I suppose if you get serious about your collection you will look at Shigefusa, Takeda, Heiji, Yoshikane and T Fujiwara at some point. The first 2 required a bit of work to do it for me. Yoshikanes have the perfect weight for me and my T Fujiwaras consistently remain some of my very best cutters whatever knives I add to my collection.

Other brands I like are Masakage, Kurosaki, Shibata and Murata. The Takefu guys make great knives with real attention to details at a very decent price while Muratas are total bargains given the performance. 

While we are on about bargains do check Wakui, it looks like this guy has got a lot right with his blades...good grind, high tip, nice flat spot at the heel. This is a big workhorse of a knife but some though went into it.


----------



## Chuckles (Apr 2, 2015)

If the goal is to understand what's going on around here these are a good start. Not all my favorites but good references that are often used to compare other knives. Ten Japanese and Ten American in no order. Both lists should really be longer and some are not easy to come by. Knives can vary greatly even when made by the same person. So trying a single example of someone's work can only serve as an introduction. 

Mizuno, Watanabe, Shigefusa, Masamoto, Kato, Takeda, Tanaka, Heiji, Hide, Konosuke, etc.

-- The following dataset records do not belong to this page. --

use crate::candidates::{select_species, type_mismatches, ExclusionTiers};
use crate::data::{SpeciesData, TrainerPokemon};
use crate::movesets::assign_moveset;
use crate::options::RandomizeSpecies;
use crate::{RandomizationContext, RandomizerError, Result};

pub(crate) fn randomize_trainer_parties(ctx: &mut RandomizationContext) -> Result<()> {
    let option = ctx.settings.trainers;
    if option == RandomizeSpecies::Vanilla {
        return Ok(());
    }

    let RandomizationContext {
        data,
        rng,
        blacklists,
        per_species_tmhm_moves,
        species,
        trainers,
        ..
    } = ctx;
    let universe: Vec<&SpeciesData> = species.values().collect();

    let mut replaced = 0usize;
    for trainer in trainers.values_mut() {
        for member in trainer.party.iter_mut().filter(|m| !m.locked) {
            let original = data.species.get(&member.species_id).ok_or_else(|| {
                RandomizerError::Config(format!(
                    "{} references unknown species {}",
                    trainer.name, member.species_id
                ))
            })?;

            // Tier 0 stays empty: nothing is mandatory for trainer parties.
            let mut tiers = ExclusionTiers::new();
            tiers.exclude(1, blacklists.trainers.iter().copied());
            if option.matches_type() {
                tiers.exclude(2, type_mismatches(universe.iter().copied(), original.types));
            }
            let target = option.matches_base_stats().then(|| original.base_stats.total());

            let new_id = select_species(&universe, &tiers, target, rng, &trainer.name)?;
            let new_species = species.get(&new_id).unwrap_or(original);
            let moves = assign_moveset(data, per_species_tmhm_moves, rng, new_species, member.level);
            *member = TrainerPokemon {
                species_id: new_id,
                level: member.level,
                moves,
                locked: false,
            };
            replaced += 1;
        }
    }

    log::info!("Randomized {replaced} trainer Pokémon ({option:?})");
    Ok(())
}

#[cfg(test)]
mod tests {
    use super::*;
    use crate::data::SpeciesId;
    use crate::testkit::sample_snapshot;
    use crate::RandomizerSettings;
    use std::sync::Arc;

    #[test]
    fn locked_members_are_skipped() {
        let mut data = sample_snapshot();
        let brock = data.trainers.get_mut(&414).unwrap();
        brock.party[0].locked = true;
        let data = Arc::new(data);

        for seed in 0..10 {
            let settings = RandomizerSettings {
                seed,
                trainers: RandomizeSpecies::Random,
                ..RandomizerSettings::default()
            };
            let mut ctx = RandomizationContext::new(Arc::clone(&data), settings).unwrap();
            randomize_trainer_parties(&mut ctx).unwrap();
            assert_eq!(ctx.trainers[&414].party[0], data.trainers[&414].party[0]);
            assert!(!ctx.trainers[&414].party[1].locked);
            assert_eq!(ctx.trainers[&414].party[1].level, data.trainers[&414].party[1].level);
        }
    }

    #[test]
    fn trainer_blacklist_is_honored() {
        let blacklisted: Vec<&str> = vec!["Geodude", "Onix", "Zubat", "Pidgey", "Rattata"];
        for seed in 0..10 {
            let settings = RandomizerSettings {
                seed,
                trainers: RandomizeSpecies::MatchBaseStats,
                trainer_blacklist: blacklisted.iter().map(|s| s.to_string()).collect(),
                ..RandomizerSettings::default()
            };
            let mut ctx = RandomizationContext::new(Arc::new(sample_snapshot()), settings).unwrap();
            randomize_trainer_parties(&mut ctx).unwrap();
            let banned: Vec<SpeciesId> = vec![74, 95, 41, 16, 19];
            for trainer in ctx.trainers.values() {
                for member in &trainer.party {
                    assert!(!banned.contains(&member.species_id));
                }
            }
        }
    }

    #[test]
    fn type_matching_uses_the_unrandomized_party() {
        for seed in 0..10 {
            let settings = RandomizerSettings {
                seed,
                trainers: RandomizeSpecies::MatchType,
                ..RandomizerSettings::default()
            };
            let mut ctx = RandomizationContext::new(Arc::new(sample_snapshot()), settings).unwrap();
            // Geodude became a Ghost earlier; Onix is now the only Rock/Ground species.
            ctx.species.get_mut(&74).unwrap().types = (7, 7);
            randomize_trainer_parties(&mut ctx).unwrap();
            assert_eq!(ctx.trainers[&414].party[0].species_id, 95, "seed {seed}");
        }
    }
}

Marko, Mario, Martell, Rader, Harner, Devin, Ealy, Ngyun, HHH, Carter, etc.


----------



## MrOli (Apr 2, 2015)

lus1:



Chuckles said:


> Knives can vary greatly even when made by the same person. So trying a single example of someone's work can only serve as an introduction.


----------



## chefcomesback (Apr 2, 2015)

I am surprised how often Will catcheside is overlooked , also I will have Bill Burke on my list before any other N. American maker


----------



## marc4pt0 (Apr 2, 2015)

I'd add Andy Billipp to this, and though I haven't had much experience with his knives, I have a suspicion that Cris Anderson has(or is) earned himself some street cred


----------



## alterwisser (Apr 2, 2015)

Chuckles said:


> If the goal is to understand what's going on around here these are a good start. Not all my favorites but good references that are often used to compare other knives. Ten Japanese and Ten American in no order. Both lists should really be longer and some are not easy to come by. Knives can vary greatly even when made by the same person. So trying a single example of someone's work can only serve as an introduction.
> 
> Mizuno, Watanabe, Shigefusa, Masamoto, Kato, Takeda, Tanaka, Heiji, Hide, Konosuke, etc.
> 
> Marko, Mario, Martell, Rader, Harner, Devin, Ealy, Ngyun, HHH, Carter, etc.

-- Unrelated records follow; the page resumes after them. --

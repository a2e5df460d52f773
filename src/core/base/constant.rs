/// Name of the node aggregating all inbound calls, the one the system guard reads.
pub const TOTAL_IN_BOUND_RESOURCE_NAME: &str = "__total_inbound_traffic__";

/// Above this many resources the registry warns once, it never refuses new ones.
pub const DEFAULT_MAX_RESOURCE_AMOUNT: usize = 10000;

/// The read-only per-second view: 2 buckets of 500ms.
pub const DEFAULT_SAMPLE_COUNT: u32 = 2;
pub const DEFAULT_INTERVAL_MS: u32 = 1000;

/// The underlying bucket array of a node: 20 buckets over 10s, 500ms each.
pub const DEFAULT_SAMPLE_COUNT_TOTAL: u32 = 20;
pub const DEFAULT_INTERVAL_MS_TOTAL: u32 = 10000;

/// Upper bound of a recorded response time, also the min-RT of an empty bucket.
pub const DEFAULT_STATISTIC_MAX_RT: u64 = 60000;

/// initial capacity of the slot chain
pub const SLOT_INIT: usize = 8;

I feel ya ... I just wanted to focus on Makers, but maybe I should've added Type to that. I realize that someone who makes a kickass Gyuto doesn't necessarily make the best Parer. Ferrari doesn't necessarily offer the most useful family cars either 

Shig, Kono, Kato, Harner (Parer), Shibata and Saji Takeshi are on my short list. But I either need to win the lottery or face the risk of divorce if I want to add those this year :fanning:


----------



## MrOli (Apr 2, 2015)

Some of the knives on your shortlist are worth the divorce...and they don't nag incessantly or leave themselves in the sink...:angel2:


----------



## Lizzardborn (Apr 2, 2015)

MrOli said:


> Some of the knives on your shortlist are worth the divorce...and they don't nag incessantly or leave themselves in the sink...:angel2:



She can claim half the knife ...


----------



## MrOli (Apr 2, 2015)

She can have the handles...


----------



## alterwisser (Apr 2, 2015)

Lizzardborn said:


> She can claim half the knife ...



She doesn't care about the knives ... LOL 

Actually my mom just told me that she wants to buy a knife for me as a present. I am currently at the folks' place for Easter! I am giddy ... LOL. I have four packages with knives waiting for me back home and now I most likely will ad a nice Saji Takeshi to the list. They are a bit cheaper here in Germany for whatever reason. Only have the VG-10 version though, that's the only downside ... but it's a stunning looking knife and quite unique with the bone handle, brass and quite heavy as well.


----------



## drawman623 (Apr 2, 2015)

Hattori
Hinoura (T)
Shigefusa
Fujiwara (T)
Watanabe
Takeda
Hiromoto
Billipp
Nguyen
Kartmazov

I agree strongly with others in saying there is variation within each maker's work to meet, exceed or disappoint based upon the user's needs and desires. The same maker may build a similar knife offering different steel options. Some favor extreme out of box sharpness and I've been told other elite makers will send a knife without a finished edge. My point is that any top ten list will be subjective.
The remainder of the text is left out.